Saved entries

===============

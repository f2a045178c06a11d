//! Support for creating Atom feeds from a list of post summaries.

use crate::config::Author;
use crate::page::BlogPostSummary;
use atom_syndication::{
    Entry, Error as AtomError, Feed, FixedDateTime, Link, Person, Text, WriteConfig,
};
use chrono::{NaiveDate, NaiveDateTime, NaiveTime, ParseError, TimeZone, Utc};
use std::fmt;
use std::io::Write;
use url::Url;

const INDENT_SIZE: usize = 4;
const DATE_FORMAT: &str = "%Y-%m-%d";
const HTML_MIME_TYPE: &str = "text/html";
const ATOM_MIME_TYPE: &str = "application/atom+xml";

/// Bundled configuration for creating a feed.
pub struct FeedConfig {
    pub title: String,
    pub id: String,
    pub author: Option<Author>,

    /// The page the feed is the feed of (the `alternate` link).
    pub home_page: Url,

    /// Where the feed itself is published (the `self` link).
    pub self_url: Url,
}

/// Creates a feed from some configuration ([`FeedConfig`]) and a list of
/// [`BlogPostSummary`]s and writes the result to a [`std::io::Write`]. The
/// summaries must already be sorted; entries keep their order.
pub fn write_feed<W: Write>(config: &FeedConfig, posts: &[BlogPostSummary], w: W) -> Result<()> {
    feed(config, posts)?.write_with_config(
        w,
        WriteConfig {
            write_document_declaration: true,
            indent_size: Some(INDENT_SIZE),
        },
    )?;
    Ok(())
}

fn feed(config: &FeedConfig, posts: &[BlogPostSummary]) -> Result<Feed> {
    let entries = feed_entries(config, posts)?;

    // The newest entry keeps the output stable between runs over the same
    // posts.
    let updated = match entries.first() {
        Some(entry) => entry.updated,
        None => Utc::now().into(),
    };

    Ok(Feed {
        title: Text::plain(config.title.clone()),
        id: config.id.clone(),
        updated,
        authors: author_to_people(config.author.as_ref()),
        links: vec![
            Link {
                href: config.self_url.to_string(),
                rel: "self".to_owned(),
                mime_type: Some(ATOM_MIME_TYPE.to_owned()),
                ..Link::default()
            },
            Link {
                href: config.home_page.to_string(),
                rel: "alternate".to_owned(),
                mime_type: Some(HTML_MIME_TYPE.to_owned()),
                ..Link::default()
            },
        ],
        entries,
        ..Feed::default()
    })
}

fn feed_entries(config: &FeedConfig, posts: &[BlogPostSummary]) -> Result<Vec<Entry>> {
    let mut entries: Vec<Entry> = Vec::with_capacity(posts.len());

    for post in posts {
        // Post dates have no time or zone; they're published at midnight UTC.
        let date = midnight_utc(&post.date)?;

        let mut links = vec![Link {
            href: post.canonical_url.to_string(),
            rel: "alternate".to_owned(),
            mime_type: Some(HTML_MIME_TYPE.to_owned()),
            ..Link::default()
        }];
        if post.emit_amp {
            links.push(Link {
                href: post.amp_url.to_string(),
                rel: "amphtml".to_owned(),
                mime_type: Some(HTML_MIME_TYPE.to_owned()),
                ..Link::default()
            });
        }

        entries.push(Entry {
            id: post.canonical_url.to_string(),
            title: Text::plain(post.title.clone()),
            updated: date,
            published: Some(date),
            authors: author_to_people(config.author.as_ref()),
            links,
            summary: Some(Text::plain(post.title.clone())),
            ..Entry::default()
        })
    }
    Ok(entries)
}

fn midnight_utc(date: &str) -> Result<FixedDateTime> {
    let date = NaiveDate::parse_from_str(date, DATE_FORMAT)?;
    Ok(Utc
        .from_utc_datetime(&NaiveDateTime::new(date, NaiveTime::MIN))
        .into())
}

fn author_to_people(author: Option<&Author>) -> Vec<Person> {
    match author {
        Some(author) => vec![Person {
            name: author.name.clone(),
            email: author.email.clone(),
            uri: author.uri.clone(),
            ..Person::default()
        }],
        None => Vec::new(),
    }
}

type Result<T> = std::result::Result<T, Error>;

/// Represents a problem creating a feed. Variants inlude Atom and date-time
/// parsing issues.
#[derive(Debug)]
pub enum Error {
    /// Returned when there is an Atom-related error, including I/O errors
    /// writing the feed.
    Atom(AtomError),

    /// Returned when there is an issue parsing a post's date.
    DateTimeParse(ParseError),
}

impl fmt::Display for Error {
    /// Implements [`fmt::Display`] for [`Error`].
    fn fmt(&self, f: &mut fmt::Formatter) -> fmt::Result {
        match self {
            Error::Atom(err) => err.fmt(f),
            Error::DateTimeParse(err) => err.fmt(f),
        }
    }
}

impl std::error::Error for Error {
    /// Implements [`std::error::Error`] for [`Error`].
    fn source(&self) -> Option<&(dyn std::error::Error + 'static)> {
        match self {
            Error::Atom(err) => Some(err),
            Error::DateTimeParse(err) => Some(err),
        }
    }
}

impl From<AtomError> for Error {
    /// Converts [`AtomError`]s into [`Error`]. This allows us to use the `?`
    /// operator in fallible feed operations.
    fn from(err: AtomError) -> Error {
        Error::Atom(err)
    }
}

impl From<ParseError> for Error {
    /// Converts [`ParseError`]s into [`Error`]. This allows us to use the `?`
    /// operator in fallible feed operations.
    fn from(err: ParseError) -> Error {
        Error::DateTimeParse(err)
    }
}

===============

PROBLEM TO SOLVE
Transcribe each line of the data exactly, skipping none.

EXERCISE OUTPUT
repository f2a045178c06a11d
//! Support for creating Atom feeds from a list of post summaries.

use crate::config::Author;
use crate::page::BlogPostSummary;
use atom_syndication::{
    Entry, Error as AtomError, Feed, FixedDateTime, Link, Person, Text, WriteConfig,
};
use chrono::{NaiveDate, NaiveDateTime, NaiveTime, ParseError, TimeZone, Utc};
use std::fmt;
use std::io::Write;
use url::Url;

const INDENT_SIZE: usize = 4;
const DATE_FORMAT: &str = "%Y-%m-%d";
const HTML_MIME_TYPE: &str = "text/html";
const ATOM_MIME_TYPE: &str = "application/atom+xml";

/// Bundled configuration for creating a feed.
pub struct FeedConfig {
    pub title: String,
    pub id: String,
    pub author: Option<Author>,

    /// The page the feed is the feed of (the `alternate` link).
    pub home_page: Url,

    /// Where the feed itself is published (the `self` link).
    pub self_url: Url,
}

/// Creates a feed from some configuration ([`FeedConfig`]) and a list of
/// [`BlogPostSummary`]s and writes the result to a [`std::io::Write`]. The
/// summaries must already be sorted; entries keep their order.
pub fn write_feed<W: Write>(config: &FeedConfig, posts: &[BlogPostSummary], w: W) -> Result<()> {
    feed(config, posts)?.write_with_config(
        w,
        WriteConfig {
            write_document_declaration: true,
            indent_size: Some(INDENT_SIZE),
        },
    )?;
    Ok(())
}

fn feed(config: &FeedConfig, posts: &[BlogPostSummary]) -> Result<Feed> {
    let entries = feed_entries(config, posts)?;

    // The newest entry keeps the output stable between runs over the same
    // posts.
    let updated = match entries.first() {
        Some(entry) => entry.updated,
        None => Utc::now().into(),
    };

    Ok(Feed {
        title: Text::plain(config.title.clone()),
        id: config.id.clone(),
        updated,
        authors: author_to_people(config.author.as_ref()),
        links: vec![
            Link {
                href: config.self_url.to_string(),
                rel: "self".to_owned(),
                mime_type: Some(ATOM_MIME_TYPE.to_owned()),
                ..Link::default()
            },
            Link {
                href: config.home_page.to_string(),
                rel: "alternate".to_owned(),
                mime_type: Some(HTML_MIME_TYPE.to_owned()),
                ..Link::default()
            },
        ],
        entries,
        ..Feed::default()
    })
}

fn feed_entries(config: &FeedConfig, posts: &[BlogPostSummary]) -> Result<Vec<Entry>> {
    let mut entries: Vec<Entry> = Vec::with_capacity(posts.len());

    for post in posts {
        // Post dates have no time or zone; they're published at midnight UTC.
        let date = midnight_utc(&post.date)?;

        let mut links = vec![Link {
            href: post.canonical_url.to_string(),
            rel: "alternate".to_owned(),
            mime_type: Some(HTML_MIME_TYPE.to_owned()),
            ..Link::default()
        }];
        if post.emit_amp {
            links.push(Link {
                href: post.amp_url.to_string(),
                rel: "amphtml".to_owned(),
                mime_type: Some(HTML_MIME_TYPE.to_owned()),
                ..Link::default()
            });
        }

        entries.push(Entry {
            id: post.canonical_url.to_string(),
            title: Text::plain(post.title.clone()),
            updated: date,
            published: Some(date),
            authors: author_to_people(config.author.as_ref()),
            links,
            summary: Some(Text::plain(post.title.clone())),
            ..Entry::default()
        })
    }
    Ok(entries)
}

fn midnight_utc(date: &str) -> Result<FixedDateTime> {
    let date = NaiveDate::parse_from_str(date, DATE_FORMAT)?;
    Ok(Utc
        .from_utc_datetime(&NaiveDateTime::new(date, NaiveTime::MIN))
        .into())
}

fn author_to_people(author: Option<&Author>) -> Vec<Person> {
    match author {
        Some(author) => vec![Person {
            name: author.name.clone(),
            email: author.email.clone(),
            uri: author.uri.clone(),
            ..Person::default()
        }],
        None => Vec::new(),
    }
}

type Result<T> = std::result::Result<T, Error>;

/// Represents a problem creating a feed. Variants inlude Atom and date-time
/// parsing issues.
#[derive(Debug)]
pub enum Error {
    /// Returned when there is an Atom-related error, including I/O errors
    /// writing the feed.
    Atom(AtomError),

    /// Returned when there is an issue parsing a post's date.
    DateTimeParse(ParseError),
}

impl fmt::Display for Error {
    /// Implements [`fmt::Display`] for [`Error`].
    fn fmt(&self, f: &mut fmt::Formatter) -> fmt::Result {
        match self {
            Error::Atom(err) => err.fmt(f),
            Error::DateTimeParse(err) => err.fmt(f),
        }
    }
}

impl std::error::Error for Error {
    /// Implements [`std::error::Error`] for [`Error`].
    fn source(&self) -> Option<&(dyn std::error::Error + 'static)> {
        match self {
            Error::Atom(err) => Some(err),
            Error::DateTimeParse(err) => Some(err),
        }
    }
}

impl From<AtomError> for Error {
    /// Converts [`AtomError`]s into [`Error`]. This allows us to use the `?`
    /// operator in fallible feed operations.
    fn from(err: AtomError) -> Error {
        Error::Atom(err)
    }
}

impl From<ParseError> for Error {
    /// Converts [`ParseError`]s into [`Error`]. This allows us to use the `?`
    /// operator in fallible feed operations.
    fn from(err: ParseError) -> Error {
        Error::DateTimeParse(err)
    }
}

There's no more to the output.